↓↓↓

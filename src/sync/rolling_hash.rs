//! Rolling hash implementation for delta generation
//!
//! Uses a polynomial rolling checksum over a fixed-width window so the
//! delta generator can slide one byte at a time in O(1).

/// Trait for rolling hash implementations
pub trait RollingHash {
    /// Clear the hash state for a fresh window
    fn reset(&mut self);

    /// Fold one byte in while the window is still filling
    fn absorb(&mut self, byte: u8);

    /// Fold `incoming` in and evict `outgoing` from a full window
    fn slide(&mut self, incoming: u8, outgoing: u8);

    /// Get the current hash value
    fn value(&self) -> u32;
}

/// Multiplier of the polynomial
const BASE: u32 = 31;

/// Polynomial rolling checksum
///
/// For a window `b0..b(n-1)` the hash is `b0*31^(n-1) + ... + b(n-1)`,
/// computed in wrapping 32-bit arithmetic. Bytes are folded in as signed
/// values (-128..=127), which fixes the weak hash stored in signature files.
/// It is a cheap pre-filter only; collisions are resolved by the strong hash.
#[derive(Debug, Clone)]
pub struct PolynomialRolling {
    hash: u32,
    /// `31^window`, the weight a byte carries once it leaves a full window
    base_pow: u32,
    window: usize,
}

/// Sign-extend a byte into the hash's 32-bit ring
#[inline]
fn term(byte: u8) -> u32 {
    byte as i8 as i32 as u32
}

impl PolynomialRolling {
    /// Create a rolling hash for windows of `window` bytes
    pub fn new(window: usize) -> Self {
        let base_pow = (0..window).fold(1u32, |acc, _| acc.wrapping_mul(BASE));
        Self {
            hash: 0,
            base_pow,
            window,
        }
    }

    /// Window width this hash was built for
    pub fn window(&self) -> usize {
        self.window
    }

    /// Fold a run of bytes in, as repeated `absorb`
    pub fn absorb_slice(&mut self, data: &[u8]) {
        for &byte in data {
            self.absorb(byte);
        }
    }

    /// Compute the hash of `data` from scratch (for verification)
    pub fn checksum(data: &[u8]) -> u32 {
        data.iter()
            .fold(0u32, |hash, &byte| hash.wrapping_mul(BASE).wrapping_add(term(byte)))
    }
}

impl RollingHash for PolynomialRolling {
    fn reset(&mut self) {
        self.hash = 0;
    }

    fn absorb(&mut self, byte: u8) {
        self.hash = self.hash.wrapping_mul(BASE).wrapping_add(term(byte));
    }

    fn slide(&mut self, incoming: u8, outgoing: u8) {
        self.hash = self
            .hash
            .wrapping_mul(BASE)
            .wrapping_add(term(incoming))
            .wrapping_sub(term(outgoing).wrapping_mul(self.base_pow));
    }

    fn value(&self) -> u32 {
        self.hash
    }
}

#[cfg(test)]
mod tests {
    use super::*;

    #[test]
    fn test_absorb_matches_checksum() {
        let data = b"Hello, World!";

        let mut rolling = PolynomialRolling::new(data.len());
        rolling.absorb_slice(data);

        assert_eq!(rolling.value(), PolynomialRolling::checksum(data));
    }

    #[test]
    fn test_known_value() {
        // 'a' * 31^2 + 'b' * 31 + 'c'
        let expected = 97 * 961 + 98 * 31 + 99;
        assert_eq!(PolynomialRolling::checksum(b"abc"), expected);
    }

    #[test]
    fn test_high_bytes_are_signed() {
        // (-1 * 31 + -128) * 31 + 16 = -4913
        assert_eq!(PolynomialRolling::checksum(&[0xFF, 0x80, 0x10]), 0xFFFF_ECCF);
        assert_eq!(PolynomialRolling::checksum(&[0xFF]), u32::MAX);
        assert_eq!(PolynomialRolling::checksum(&[0x7F]), 127);

        let mut rolling = PolynomialRolling::new(3);
        rolling.absorb_slice(&[0x00, 0xFF, 0x80]);
        rolling.slide(0x10, 0x00);
        assert_eq!(rolling.value(), 0xFFFF_ECCF);
    }

    #[test]
    fn test_sliding_matches_full_computation() {
        let data = b"The quick brown fox jumps over the lazy dog";

        for window in [1, 4, 8, 16] {
            let mut rolling = PolynomialRolling::new(window);
            rolling.absorb_slice(&data[..window]);
            assert_eq!(rolling.value(), PolynomialRolling::checksum(&data[..window]));

            for i in 1..=data.len() - window {
                rolling.slide(data[i + window - 1], data[i - 1]);

                let expected = PolynomialRolling::checksum(&data[i..i + window]);
                assert_eq!(
                    rolling.value(),
                    expected,
                    "Window {}, position {}",
                    window,
                    i
                );
            }
        }
    }

    #[test]
    fn test_sliding_wraps_on_overflow() {
        // Long windows of high bytes overflow 32 bits many times over
        let data: Vec<u8> = (0..4096u32).map(|i| (i * 7 % 251) as u8 | 0x80).collect();
        let window = 2048;

        let mut rolling = PolynomialRolling::new(window);
        rolling.absorb_slice(&data[..window]);

        for i in 1..=data.len() - window {
            rolling.slide(data[i + window - 1], data[i - 1]);
        }

        assert_eq!(
            rolling.value(),
            PolynomialRolling::checksum(&data[data.len() - window..])
        );
    }

    #[test]
    fn test_reset() {
        let mut rolling = PolynomialRolling::new(4);
        rolling.absorb_slice(b"test");
        let first = rolling.value();

        rolling.reset();
        assert_eq!(rolling.value(), 0);

        rolling.absorb_slice(b"test");
        assert_eq!(rolling.value(), first);
        assert_eq!(rolling.window(), 4);
    }

    #[test]
    fn test_rolling_hash_trait() {
        fn feed<H: RollingHash>(hasher: &mut H, data: &[u8]) -> u32 {
            hasher.reset();
            for &b in data {
                hasher.absorb(b);
            }
            hasher.value()
        }

        let mut hasher = PolynomialRolling::new(4);
        let d1 = feed(&mut hasher, b"test");
        let d2 = feed(&mut hasher, b"test");
        assert_eq!(d1, d2);
        assert_ne!(d1, feed(&mut hasher, b"tesT"));
    }
}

↑↑↑

_REQUIRED WORK_
Since only the total is wanted, work out how many lines of the data above contain "feed" and state it alone.

_RESULT OF THIS TASK_
4